The union says the proposed levy is far too severe on public servants with low or moderate incomes.

INO general secretary Liam Doran told a press conference in Dublin that all options would be considered at meetings of the Irish Congress of Trade Unions tomorrow and Wednesday when a strategy is devised to try to get the Government to revisit its plans for the levy.

"All options will be put on the table in terms of how we respond to this collectively across the entire public service," he said.

Asked if this included industrial action he said: "Nobody wants industrial action.

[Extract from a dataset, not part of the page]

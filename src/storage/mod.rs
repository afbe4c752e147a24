pub mod index;
pub mod table;
pub mod txn;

You are talking to a union that's been down that road in recent times, and nobody wants it."

He said the Government was trying to get €4.3 billion of the €6 billion in savings it wanted to secure this year and next year through withholding pay increases from and this "onerous tax" on 320,000 citizens whose only crime was to work in the public sector.

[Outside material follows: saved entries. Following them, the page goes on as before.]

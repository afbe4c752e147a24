//! The Order-Status transaction, TPC-C 2.6.2: resolve a customer by id or by
//! last name, find their most recent order, and read every line item of that
//! order, all inside one read-only snapshot transaction.

use std::collections::BTreeMap;

use crate::storage::index::KeyWriter;
use crate::storage::txn::TransactionManager;
use crate::types::RowId;
use crate::types::error::Result;
use crate::types::row::RowReader;
use crate::workload::args::OrderStatusArgs;
use crate::workload::database::TpccDatabase;
use crate::workload::worker::Worker;
use crate::workload::{MAX_CUSTOMER_ID, MAX_ORDER_ID, MAX_ORDER_LINE_NUMBER};

// Column positions read back from fetched rows (TPC-C 1.3 column order).
const C_ID_COL: usize = 0;
const C_FIRST_COL: usize = 3;
const O_ID_COL: usize = 0;

/// Execute one Order-Status transaction and commit it. Every intermediate
/// invariant here is fatal: the workload is constructed so they always hold
/// when the schema, indexes and prior writes are correct. Only the commit
/// itself is surfaced as a retryable `Result`.
pub fn execute(
    txn_manager: &TransactionManager,
    db: &TpccDatabase,
    worker: &mut Worker,
    args: &OrderStatusArgs,
) -> Result<()> {
    let txn = txn_manager.begin();

    let customer_slot = if !args.use_c_last {
        // Look up (C_W_ID, C_D_ID, C_ID) in the customer primary index
        {
            let layout = db.customer_primary_index.key_layout();
            let mut key = KeyWriter::new(layout, &mut worker.customer_key);
            key.set_tinyint(0, args.w_id);
            key.set_tinyint(1, args.d_id);
            key.set_integer(2, args.c_id);
        }
        db.customer_primary_index
            .scan_key(&txn, &worker.customer_key, &mut worker.scan_results);
        assert_eq!(
            worker.scan_results.len(),
            1,
            "customer primary index lookup must match exactly one row"
        );
        worker.scan_results[0]
    } else {
        // Look up (C_W_ID, C_D_ID, C_LAST) in the customer secondary index
        let c_last = args
            .c_last
            .as_deref()
            .expect("by-name lookup carries a last name");
        {
            let layout = db.customer_secondary_index.key_layout();
            let mut key = KeyWriter::new(layout, &mut worker.customer_name_key);
            key.set_tinyint(0, args.w_id);
            key.set_tinyint(1, args.d_id);
            key.set_varchar(2, c_last);
        }
        db.customer_secondary_index.scan_key(
            &txn,
            &worker.customer_name_key,
            &mut worker.scan_results,
        );
        assert!(
            !worker.scan_results.is_empty(),
            "customer name index lookup must match at least one row"
        );

        if worker.scan_results.len() > 1 {
            // TPC-C 2.6.2.2: of the matches ordered by C_FIRST, take the row
            // at 1-indexed position (n + 1) / 2, i.e. ceil(n / 2).
            let mut by_first_name: BTreeMap<String, RowId> = BTreeMap::new();
            for &slot in &worker.scan_results {
                let found = db
                    .customer_table
                    .select(&txn, slot, &mut worker.customer_row);
                assert!(found, "customers are never deleted; indexed row must be visible");
                let row = RowReader::new(db.customer_table.layout(), &worker.customer_row);
                let c_first = row.get_varchar(C_FIRST_COL).expect("C_FIRST is NOT NULL");
                by_first_name.entry(c_first.to_string()).or_insert(slot);
            }
            let median = (by_first_name.len() + 1) / 2;
            *by_first_name
                .values()
                .nth(median - 1)
                .expect("median position is within the map")
        } else {
            worker.scan_results[0]
        }
    };

    // Fetch the resolved customer row
    let found = db
        .customer_table
        .select(&txn, customer_slot, &mut worker.customer_row);
    assert!(found, "customers are never deleted; indexed row must be visible");
    let c_id = if args.use_c_last {
        let row = RowReader::new(db.customer_table.layout(), &worker.customer_row);
        row.get_integer(C_ID_COL).expect("C_ID is NOT NULL")
    } else {
        args.c_id
    };
    assert!(
        (1..=MAX_CUSTOMER_ID).contains(&c_id),
        "C_ID read from the customer table is out of range"
    );

    // Most recent order: descending limit-1 scan over (O_W_ID, O_D_ID,
    // O_C_ID, O_ID) with O_ID bounded to [1, 10,000,000]
    {
        let layout = db.order_secondary_index.key_layout();
        let mut low = KeyWriter::new(layout, &mut worker.order_key_low);
        low.set_tinyint(0, args.w_id);
        low.set_tinyint(1, args.d_id);
        low.set_integer(2, c_id);
        low.set_integer(3, 1);
        let mut high = KeyWriter::new(layout, &mut worker.order_key_high);
        high.set_tinyint(0, args.w_id);
        high.set_tinyint(1, args.d_id);
        high.set_integer(2, c_id);
        high.set_integer(3, MAX_ORDER_ID);
    }
    db.order_secondary_index.scan_limit_descending(
        &txn,
        &worker.order_key_low,
        &worker.order_key_high,
        &mut worker.scan_results,
        1,
    );
    assert_eq!(
        worker.scan_results.len(),
        1,
        "every customer has at least one order"
    );
    let order_slot = worker.scan_results[0];

    let found = db.order_table.select(&txn, order_slot, &mut worker.order_row);
    assert!(found, "a just-resolved order must be visible in this snapshot");
    let o_id = RowReader::new(db.order_table.layout(), &worker.order_row)
        .get_integer(O_ID_COL)
        .expect("O_ID is NOT NULL");

    // Every line item of that order: ascending scan over (OL_W_ID, OL_D_ID,
    // OL_O_ID, OL_NUMBER) with OL_NUMBER bounded to [1, 15]
    {
        let layout = db.order_line_primary_index.key_layout();
        let mut low = KeyWriter::new(layout, &mut worker.order_line_key_low);
        low.set_tinyint(0, args.w_id);
        low.set_tinyint(1, args.d_id);
        low.set_integer(2, o_id);
        low.set_tinyint(3, 1);
        let mut high = KeyWriter::new(layout, &mut worker.order_line_key_high);
        high.set_tinyint(0, args.w_id);
        high.set_tinyint(1, args.d_id);
        high.set_integer(2, o_id);
        high.set_tinyint(3, MAX_ORDER_LINE_NUMBER);
    }
    db.order_line_primary_index.scan_ascending(
        &txn,
        &worker.order_line_key_low,
        &worker.order_line_key_high,
        &mut worker.scan_results,
    );
    assert!(
        !worker.scan_results.is_empty()
            && worker.scan_results.len() <= MAX_ORDER_LINE_NUMBER as usize,
        "an order has between 1 and 15 line items"
    );

    for &slot in &worker.scan_results {
        let found = db
            .order_line_table
            .select(&txn, slot, &mut worker.order_line_row);
        assert!(found, "committed order lines must be visible");
    }

    txn_manager.commit(txn)?;
    Ok(())
}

"That is unfair, unjust and indefensible in the view of the INO, and we will mobilise with our trade union colleagues across the public sector to have the Government think again and secure a more favourable and equitable outcome".

This was unfair when the Government was failing to ensure other sectors of Irish society, including bankers, builders, and speculators were not being asked to contribute their fair share to the country's economic recovery, he said.

The Government, he added, was also failing to tackle a wide range of tax shelters, costing the public exchequer hundreds of millions of euro a year, which were still being availed of, by the well-off.

He said there was no public-sector worker who is oblivious of the economic difficulties facing the country. "There is no public sector worker who will belittle the importance of having a job at this time, but equally there is no public sector worker who would accept that they are the only section of Irish society that has to make a discernible contribution to stabilising the economic difficulties of this country.

"And when public servants see others paying their fair share then I think Government can come with greater legitimacy to all public servants and say 'look, we have a problem, it has to be solved, we're making other sectors of society play their part, now we are asking you to do likewise', but that has happened," Mr Doran said.

He was speaking after a three-hour meeting of the INO's executive council, which met to consider the levy announced by the Taoiseach Brian Cowen last week.